To read a text file that does not have the variable names in the
first row, apply the base R col.names parameter to define
the variable names as part of the call to Read(). The base
R widths parameter defines the respective widths of the
columns, one column for the responses to each variable.

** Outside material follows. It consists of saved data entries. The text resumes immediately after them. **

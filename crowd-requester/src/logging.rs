use crate::{
  archive::Archive,
  config::Config,
  error::{ArchiveError, ConfigError, RequesterError},
};
use chrono::Local;
use log::{LevelFilter, Log, Metadata, Record};
use parking_lot::Mutex;
use std::{
  env,
  fs::{File, OpenOptions},
  io::{LineWriter, Write},
  path::{Path, PathBuf},
};

/// Kept next to the batch's archived results, without a timestamp so reruns append
pub const LOG_FILE: &str = "log.txt";

pub fn level_filter(level: &str) -> Result<LevelFilter, ConfigError> {
  match level.to_ascii_lowercase().as_str() {
    "off" => Ok(LevelFilter::Off),
    "error" => Ok(LevelFilter::Error),
    "warn" | "warning" => Ok(LevelFilter::Warn),
    "info" => Ok(LevelFilter::Info),
    "debug" => Ok(LevelFilter::Debug),
    "trace" => Ok(LevelFilter::Trace),
    _ => Err(ConfigError::InvalidLogLevel(level.to_string())),
  }
}

/// Writes every record that passes the console filter to both the console and the run's log file
pub struct RunLogger {
  console: env_logger::Logger,
  file: Mutex<LineWriter<File>>,
}

impl RunLogger {
  /// Console output is timestamped by `pretty_env_logger`; `RUST_LOG` directives take precedence
  /// over `level`
  pub fn new(level: LevelFilter, log_path: &Path) -> Result<Self, ArchiveError> {
    let mut builder = pretty_env_logger::formatted_timed_builder();
    builder.filter_level(level);

    if let Ok(filters) = env::var("RUST_LOG") {
      builder.parse_filters(&filters);
    }

    let file = OpenOptions::new()
      .create(true)
      .append(true)
      .open(log_path)?;

    Ok(RunLogger {
      console: builder.build(),
      file: Mutex::new(LineWriter::new(file)),
    })
  }

  pub fn filter(&self) -> LevelFilter {
    self.console.filter()
  }
}

impl Log for RunLogger {
  fn enabled(&self, metadata: &Metadata) -> bool {
    self.console.enabled(metadata)
  }

  fn log(&self, record: &Record) {
    if !self.console.matches(record) {
      return;
    }

    self.console.log(record);

    let mut file = self.file.lock();

    // write failures are dropped; the console copy still goes out
    writeln!(
      file,
      "{}: {}: {} \t[{}: {}]",
      Local::now().format("%m/%d %I:%M:%S"),
      record.level(),
      record.args(),
      record.file().unwrap_or_else(|| record.target()),
      record.line().unwrap_or(0)
    )
    .ok();
  }

  fn flush(&self) {
    self.console.flush();
    self.file.lock().flush().ok();
  }
}

/// Install the run logger at the configured level, writing to `[sbx--]log.txt` in the batch output
/// directory. Calling this more than once keeps the first logger
pub fn init(config: &Config) -> Result<PathBuf, RequesterError> {
  let level = level_filter(&config.experiment.debug_level)?;
  let log_path = Archive::new(config).output_path(LOG_FILE, false)?;

  let logger = RunLogger::new(level, &log_path)?;
  let max_level = logger.filter();

  if log::set_boxed_logger(Box::new(logger)).is_ok() {
    log::set_max_level(max_level);
  }

  Ok(log_path)
}

#[cfg(test)]
mod tests {
  use super::*;
  use crate::config::Override;
  use log::Level;
  use std::fs;

  fn config(dir: &Path) -> Config {
    let raw = format!(
      "experiment:\n  batch_id: logging\n  debug_level: debug\n\
       serialization:\n  output_dir_base: {}\n",
      dir.display()
    );

    Config::from_yaml_str(&raw, &[]).unwrap()
  }

  #[test]
  fn it_maps_configured_levels() {
    assert_eq!(level_filter("warning").unwrap(), LevelFilter::Warn);
    assert_eq!(level_filter("DEBUG").unwrap(), LevelFilter::Debug);
    assert!(matches!(
      level_filter("verbose"),
      Err(ConfigError::InvalidLogLevel(level)) if level == "verbose"
    ));
  }

  #[test]
  fn it_writes_records_to_the_run_log() -> Result<(), Box<dyn std::error::Error>> {
    let dir = tempfile::tempdir()?;
    let log_path = dir.path().join(LOG_FILE);
    let logger = RunLogger::new(LevelFilter::Info, &log_path)?;

    logger.log(
      &Record::builder()
        .args(format_args!("performed {}/{} create_task actions", 4, 5))
        .level(Level::Info)
        .target("crowd_requester")
        .file(Some("requester.rs"))
        .line(Some(108))
        .build(),
    );

    logger.log(
      &Record::builder()
        .args(format_args!("worker 1 finished"))
        .level(Level::Trace)
        .target("crowd_requester")
        .build(),
    );

    logger.flush();

    let written = fs::read_to_string(&log_path)?;

    assert_eq!(written.lines().count(), 1);
    assert!(written.contains(": INFO: performed 4/5 create_task actions \t[requester.rs: 108]"));

    Ok(())
  }

  #[test]
  fn it_logs_next_to_the_batch_results() -> Result<(), Box<dyn std::error::Error>> {
    let dir = tempfile::tempdir()?;
    let config = config(dir.path());

    let log_path = init(&config)?;

    assert_eq!(log_path, dir.path().join("logging").join("sbx--log.txt"));
    assert!(log_path.is_file());
    assert!(init(&config).is_ok());

    Ok(())
  }

  #[test]
  fn it_rejects_unknown_levels_before_touching_disk() -> Result<(), Box<dyn std::error::Error>> {
    let dir = tempfile::tempdir()?;
    let config = Config::from_yaml_str(
      &format!(
        "experiment:\n  batch_id: logging\nserialization:\n  output_dir_base: {}\n",
        dir.path().display()
      ),
      &[Override::new(vec!["experiment", "debug_level"], "loud")],
    )?;

    assert!(matches!(
      init(&config),
      Err(RequesterError::Config(ConfigError::InvalidLogLevel(_)))
    ));
    assert!(!dir.path().join("logging").exists());

    Ok(())
  }
}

In this example, the col.names parameter indicates that
the respective variable names are ID, Gender, and, as
specified by the lessR function to(),
m01, m02, to m20. The base R
widths parameter specifies that the first variable occupies
four columns, the next variable occupies a single column, and the base R
repetition function rep() specifies that the next 20
variables each occupy only a single column, short-hand for writing 20
1’s, separated by commas.
rep(1,20)
## [1] 1 1 1 1 1 1 1 1 1 1 1 1 1 1 1 1 1 1 1 1
Here repeat the Read() function call to show the
variables that were read.
d <- Read("http://lessRstats.com/data/Mach4.fwd",
col.names=c("ID", "Gender", to("m",20)),
widths=c(4,1,rep(1,20)))
##
## >>> Suggestions
## To read a csv or Excel file of variable labels, var_labels=TRUE
## Each row of the file: Variable Name, Variable Label
## Read into a data frame named l (the letter el)
##
## Details about your data, Enter: details() for d, or details(name)
##
## Data Types
## ------------------------------------------------------------
## integer: Numeric data values, integers only
## ------------------------------------------------------------
##
## Variable Missing Unique
## Name Type Values Values Values First and last values
## ------------------------------------------------------------------------------------------
## 1 ID integer 351 0 351 100 127 134 ... 9677 9721 9840
## 2 Gender integer 351 0 2 0 0 1 ... 0 0 1
## 3 m01 integer 351 0 6 0 0 2 ... 2 1 3
## 4 m02 integer 351 0 6 4 1 1 ... 3 4 3
## 5 m03 integer 351 0 6 1 4 0 ... 3 4 3
## 6 m04 integer 351 0 6 5 4 5 ... 3 4 4
## 7 m05 integer 351 0 6 0 0 4 ... 2 3 3
## 8 m06 integer 351 0 6 5 3 4 ... 4 4 2
## 9 m07 integer 351 0 6 4 3 0 ... 4 4 2
## 10 m08 integer 351 0 6 1 0 5 ... 3 2 3
## 11 m09 integer 351 0 6 5 4 3 ... 3 3 3
## 12 m10 integer 351 0 6 4 4 4 ... 3 4 3
## 13 m11 integer 351 0 6 0 0 1 ... 1 1 2
## 14 m12 integer 351 0 6 0 1 4 ... 2 1 3
## 15 m13 integer 351 0 6 0 1 0 ... 3 1 2
## 16 m14 integer 351 0 6 0 1 0 ... 2 2 2
## 17 m15 integer 351 0 6 4 2 2 ... 3 5 3
## 18 m16 integer 351 0 6 0 4 0 ... 0 2 5
## 19 m17 integer 351 0 6 1 4 2 ... 0 2 2
## 20 m18 integer 351 0 6 3 3 4 ... 4 4 3
## 21 m19 integer 351 0 6 2 1 0 ... 0 0 1
## 22 m20 integer 351 0 6 4 0 1 ... 1 0 3
## ------------------------------------------------------------------------------------------
Follow the same function form to read any other fixed-width column
data file. Specify the column names with col.names, which
also, of course, would apply to a csv or Excel file that for some reason
failed to have the variable names in the first row. Then indicate the
column widths with the widths parameter, one specified
column width for each variable, listed in the same order.